Here is what we will achieve. First, a Medicaid expansion up to 133% of poverty (or 150% in House bill) regardless of family structure is a huge philosophical shift and will mean that many more uninsured Americans will have access to health care coverage. Currently, a male working full-time but earning a poverty-level income is not eligible for Medicaid simply because he is a single male. These bills finally eliminate such arbitrary requirements and abolish silly notions of deservingness based on parental or marital status or age. These bills also create a federal income eligibility standard based on the argument that a person with the same income level shouldn’t lose health insurance coverage simply because they move across state lines. We have waited for such changes since Medicaid was passed back in 1965. Such Medicaid expansion will benefit low-income older adults as well. In addition, elders will benefit from more Medicare funding for preventive services.

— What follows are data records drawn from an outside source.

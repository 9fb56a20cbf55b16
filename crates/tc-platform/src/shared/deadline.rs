//! Bounded store calls
//!
//! Every store round-trip goes through [`bounded`] so a stalled backend
//! surfaces as a retryable `Unavailable` instead of hanging the request.

use std::future::Future;
use std::time::Duration;

use tracing::warn;

use crate::shared::error::{PlatformError, Result};

pub const DEFAULT_STORE_TIMEOUT: Duration = Duration::from_millis(5000);

pub async fn bounded<T, F>(limit: Duration, operation: &'static str, fut: F) -> Result<T>
where
    F: Future<Output = Result<T>>,
{
    match tokio::time::timeout(limit, fut).await {
        Ok(result) => result,
        Err(_) => {
            let timeout_ms = limit.as_millis() as u64;
            warn!(operation, timeout_ms, "Store call timed out");
            Err(PlatformError::unavailable(format!(
                "{} did not complete within {}ms",
                operation, timeout_ms
            )))
        }
    }
}
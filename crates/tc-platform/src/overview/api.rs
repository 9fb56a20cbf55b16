//! Overview endpoints, mounted under `/user`

use axum::{
    extract::{Query, State},
    Json,
};
use serde::Deserialize;
use std::sync::Arc;
use utoipa::IntoParams;
use utoipa_axum::{router::OpenApiRouter, routes};

use crate::overview::service::OverviewService;
use crate::overview::view::OverviewView;
use crate::shared::api_common::PageParams;
use crate::shared::error::{ErrorResponse, PlatformError};
use crate::shared::middleware::Authenticated;

#[derive(Clone)]
pub struct OverviewApiState {
    pub overview_service: Arc<OverviewService>,
}

#[derive(Debug, Default, Deserialize, IntoParams)]
#[into_params(parameter_in = Query)]
pub struct OverviewSortQuery {
    /// One of the sortable user fields (default `created_at`)
    #[serde(default, alias = "sortField")]
    pub sort_field: Option<String>,
    /// `asc` (default) or `desc`
    #[serde(default, alias = "sortOrder")]
    pub sort_order: Option<String>,
}

/// The caller's overview
#[utoipa::path(
    get,
    path = "/overview",
    tag = "overview",
    operation_id = "getUserOverview",
    responses(
        (status = 200, description = "Overview", body = OverviewView),
        (status = 404, description = "User not found", body = ErrorResponse)
    ),
    security(("bearer_auth" = []))
)]
pub async fn get_overview(
    State(state): State<OverviewApiState>,
    auth: Authenticated,
) -> Result<Json<OverviewView>, PlatformError> {
    Ok(Json(state.overview_service.get_overview(&auth.user_id).await?))
}

/// A sorted page of overviews
#[utoipa::path(
    get,
    path = "/overview/all",
    tag = "overview",
    operation_id = "getUserOverviewAll",
    params(OverviewSortQuery, PageParams),
    responses(
        (status = 200, description = "Overview page", body = Vec<OverviewView>),
        (status = 400, description = "Unsupported sort field or order", body = ErrorResponse)
    ),
    security(("bearer_auth" = []))
)]
pub async fn list_overviews(
    State(state): State<OverviewApiState>,
    _auth: Authenticated,
    Query(sort): Query<OverviewSortQuery>,
    Query(page): Query<PageParams>,
) -> Result<Json<Vec<OverviewView>>, PlatformError> {
    let overviews = state
        .overview_service
        .list_overviews(sort.sort_field.as_deref(), sort.sort_order.as_deref(), &page)
        .await?;
    Ok(Json(overviews))
}

pub fn overview_router(state: OverviewApiState) -> OpenApiRouter {
    OpenApiRouter::new()
        .routes(routes!(get_overview))
        .routes(routes!(list_overviews))
        .with_state(state)
}
//! Store wiring
//!
//! `Stores` bundles one handle per collection. Services take the handles
//! they need, never a concrete backend.

pub mod memory;

use std::sync::Arc;
use std::time::Duration;

use mongodb::Database;

use crate::community::entity::CommunityFollower;
use crate::community::repository::{CommunityStore, MongoCommunityStore};
use crate::profile::entity::{Culture, Preference};
use crate::profile::repository::{MongoProfileStore, ProfileStore};
use crate::relationship::entity::{Bookmark, Follow};
use crate::relationship::repository::{EdgeStore, MongoEdgeStore};
use crate::user::repository::{MongoUserStore, UserStore};

use memory::{MemoryCommunityStore, MemoryEdgeStore, MemoryProfileStore, MemoryUserStore};

#[derive(Clone)]
pub struct Stores {
    pub users: Arc<dyn UserStore>,
    pub cultures: Arc<dyn ProfileStore<Culture>>,
    pub preferences: Arc<dyn ProfileStore<Preference>>,
    pub communities: Arc<dyn CommunityStore>,
    pub follows: Arc<dyn EdgeStore<Follow>>,
    pub bookmarks: Arc<dyn EdgeStore<Bookmark>>,
    pub community_followers: Arc<dyn EdgeStore<CommunityFollower>>,
}

impl Stores {
    /// Every store call is bounded by `timeout`
    pub fn mongo(db: &Database, timeout: Duration) -> Self {
        Self {
            users: Arc::new(MongoUserStore::new(db, timeout)),
            cultures: Arc::new(MongoProfileStore::<Culture>::new(db, timeout)),
            preferences: Arc::new(MongoProfileStore::<Preference>::new(db, timeout)),
            communities: Arc::new(MongoCommunityStore::new(db, timeout)),
            follows: Arc::new(MongoEdgeStore::<Follow>::new(db, timeout)),
            bookmarks: Arc::new(MongoEdgeStore::<Bookmark>::new(db, timeout)),
            community_followers: Arc::new(MongoEdgeStore::<CommunityFollower>::new(db, timeout)),
        }
    }

    pub fn in_memory() -> Self {
        Self {
            users: Arc::new(MemoryUserStore::new()),
            cultures: Arc::new(MemoryProfileStore::<Culture>::new()),
            preferences: Arc::new(MemoryProfileStore::<Preference>::new()),
            communities: Arc::new(MemoryCommunityStore::new()),
            follows: Arc::new(MemoryEdgeStore::<Follow>::new()),
            bookmarks: Arc::new(MemoryEdgeStore::<Bookmark>::new()),
            community_followers: Arc::new(MemoryEdgeStore::<CommunityFollower>::new()),
        }
    }
}
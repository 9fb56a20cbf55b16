//! Follow / Bookmark Service
//!
//! Creating an edge is a single insert; the `(parent, actor)` unique index
//! turns a repeat into `Duplicate`. Removing a missing edge is `NotFound`.

use std::sync::Arc;

use serde::Deserialize;
use tracing::info;
use utoipa::ToSchema;

use crate::relationship::entity::{Bookmark, Edge, Follow};
use crate::relationship::repository::EdgeStore;
use crate::shared::error::{PlatformError, Result};
use crate::user::repository::UserStore;

/// Target of a follow or bookmark; the actor is the caller
#[derive(Debug, Clone, Deserialize, ToSchema)]
pub struct ParentUserRequest {
    pub parent_user_id: String,
}

pub struct RelationshipService {
    users: Arc<dyn UserStore>,
    follows: Arc<dyn EdgeStore<Follow>>,
    bookmarks: Arc<dyn EdgeStore<Bookmark>>,
}

impl RelationshipService {
    pub fn new(
        users: Arc<dyn UserStore>,
        follows: Arc<dyn EdgeStore<Follow>>,
        bookmarks: Arc<dyn EdgeStore<Bookmark>>,
    ) -> Self {
        Self { users, follows, bookmarks }
    }

    pub async fn follow(&self, parent_user_id: &str, follower_id: &str) -> Result<Follow> {
        self.link(self.follows.as_ref(), "follow", Follow::new(parent_user_id, follower_id))
            .await
    }

    pub async fn unfollow(&self, parent_user_id: &str, follower_id: &str) -> Result<()> {
        unlink(self.follows.as_ref(), "unfollow", parent_user_id, follower_id).await
    }

    pub async fn bookmark(&self, parent_user_id: &str, bookmarked_by: &str) -> Result<Bookmark> {
        self.link(self.bookmarks.as_ref(), "bookmark", Bookmark::new(parent_user_id, bookmarked_by))
            .await
    }

    pub async fn remove_bookmark(&self, parent_user_id: &str, bookmarked_by: &str) -> Result<()> {
        unlink(self.bookmarks.as_ref(), "remove_bookmark", parent_user_id, bookmarked_by).await
    }

    async fn link<E: Edge>(&self, store: &dyn EdgeStore<E>, operation: &'static str, edge: E) -> Result<E> {
        let key = format!("{}/{}", edge.parent_id(), edge.actor_id());

        async {
            if edge.parent_id() == edge.actor_id() {
                return Err(PlatformError::validation(format!(
                    "A user cannot {} themselves",
                    operation
                )));
            }
            if self.users.find_by_id(edge.parent_id()).await?.is_none() {
                return Err(PlatformError::not_found("User", edge.parent_id()));
            }
            store.insert(&edge).await
        }
        .await
        .inspect_err(|e| e.log(operation, &key))?;

        info!(operation, parent_id = edge.parent_id(), actor_id = edge.actor_id(), edge_id = edge.id(), "Edge created");
        Ok(edge)
    }
}

pub(crate) async fn unlink<E: Edge>(
    store: &dyn EdgeStore<E>,
    operation: &'static str,
    parent_id: &str,
    actor_id: &str,
) -> Result<()> {
    let key = format!("{}/{}", parent_id, actor_id);

    let removed = store.delete(parent_id, actor_id).await.inspect_err(|e| e.log(operation, &key))?;
    if !removed {
        let err = PlatformError::not_found(E::ENTITY, key.clone());
        err.log(operation, &key);
        return Err(err);
    }

    info!(operation, parent_id, actor_id, "Edge removed");
    Ok(())
}
mod account_flow_tests {
    use super::*;

    #[tokio::test]
    async fn test_signup_login_follow_flow() {
        let stores = Stores::in_memory();
        let services = services(&stores);

        let alice = services.auth.sign_up(sign_up("alice@x.com", "pw1")).await.unwrap();
        let bob = services.auth.sign_up(sign_up("bob@x.com", "pw")).await.unwrap();

        let err = services.auth.sign_up(sign_up("alice@x.com", "pw2")).await.unwrap_err();
        assert_eq!(err.kind(), ErrorKind::Conflict);

        let err = services.auth.log_in(log_in("alice@x.com", "pw2")).await.unwrap_err();
        assert_eq!(err.kind(), ErrorKind::Unauthenticated);

        let session = services.auth.log_in(log_in("alice@x.com", "pw1")).await.unwrap();
        let caller = tokens().verify(&session.access_token).unwrap();
        assert_eq!(caller, alice.id);

        let follow = services.relationships.follow(&bob.id, &caller).await.unwrap();
        assert_eq!(follow.parent_user_id, bob.id);
        assert_eq!(follow.follower_id, alice.id);

        let err = services.relationships.follow(&bob.id, &caller).await.unwrap_err();
        assert_eq!(err.kind(), ErrorKind::Conflict);
    }

    #[tokio::test]
    async fn test_email_is_case_insensitive() {
        let stores = Stores::in_memory();
        let services = services(&stores);

        services.auth.sign_up(sign_up("Carol@X.com", "pw")).await.unwrap();
        let err = services.auth.sign_up(sign_up("carol@x.com", "other")).await.unwrap_err();
        assert_eq!(err.kind(), ErrorKind::Conflict);

        let session = services.auth.log_in(log_in("CAROL@x.com", "pw")).await.unwrap();
        assert_eq!(session.user.email, "carol@x.com");
    }

    #[tokio::test]
    async fn test_duplicate_bookmark_and_missing_unlink() {
        let stores = Stores::in_memory();
        let services = services(&stores);
        let alice = services.auth.sign_up(sign_up("alice@x.com", "pw")).await.unwrap();
        let bob = services.auth.sign_up(sign_up("bob@x.com", "pw")).await.unwrap();

        services.relationships.bookmark(&bob.id, &alice.id).await.unwrap();
        let err = services.relationships.bookmark(&bob.id, &alice.id).await.unwrap_err();
        assert_eq!(err.kind(), ErrorKind::Conflict);

        services.relationships.remove_bookmark(&bob.id, &alice.id).await.unwrap();
        let err = services.relationships.remove_bookmark(&bob.id, &alice.id).await.unwrap_err();
        assert_eq!(err.kind(), ErrorKind::NotFound);

        let err = services.relationships.unfollow(&bob.id, &alice.id).await.unwrap_err();
        assert_eq!(err.kind(), ErrorKind::NotFound);
    }
}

Second, low, middle and even upper-income uninsured Americans will finally have access to relatively affordable coverage regardless of their health status. Both bills mandate that private insurance companies will no longer be able to charge higher premiums based on pre-existing health status. Similarly, if a healthy person becomes sick she no longer has to fear that a move or a job change will cost her health coverage.
Third, we will be able to better control health care expenditures after reform passes. The bills require more rational payments to private insurance plans participating in the Medicare program, and have the potential to effectively control payments to plans under the new Health Insurance Exchanges.
I’m a fan of National Health Insurance, but I’m also a pragmatist and I believe moving forward is better than falling further into our health care morass.
Colleen M. Grogan is a professor in the School of Social Service Administration at the University of Chicago. Her areas of research interest include health policy, health politics, and the American welfare state. Grogan is currently working on a book titled America’s Hidden Health Care System.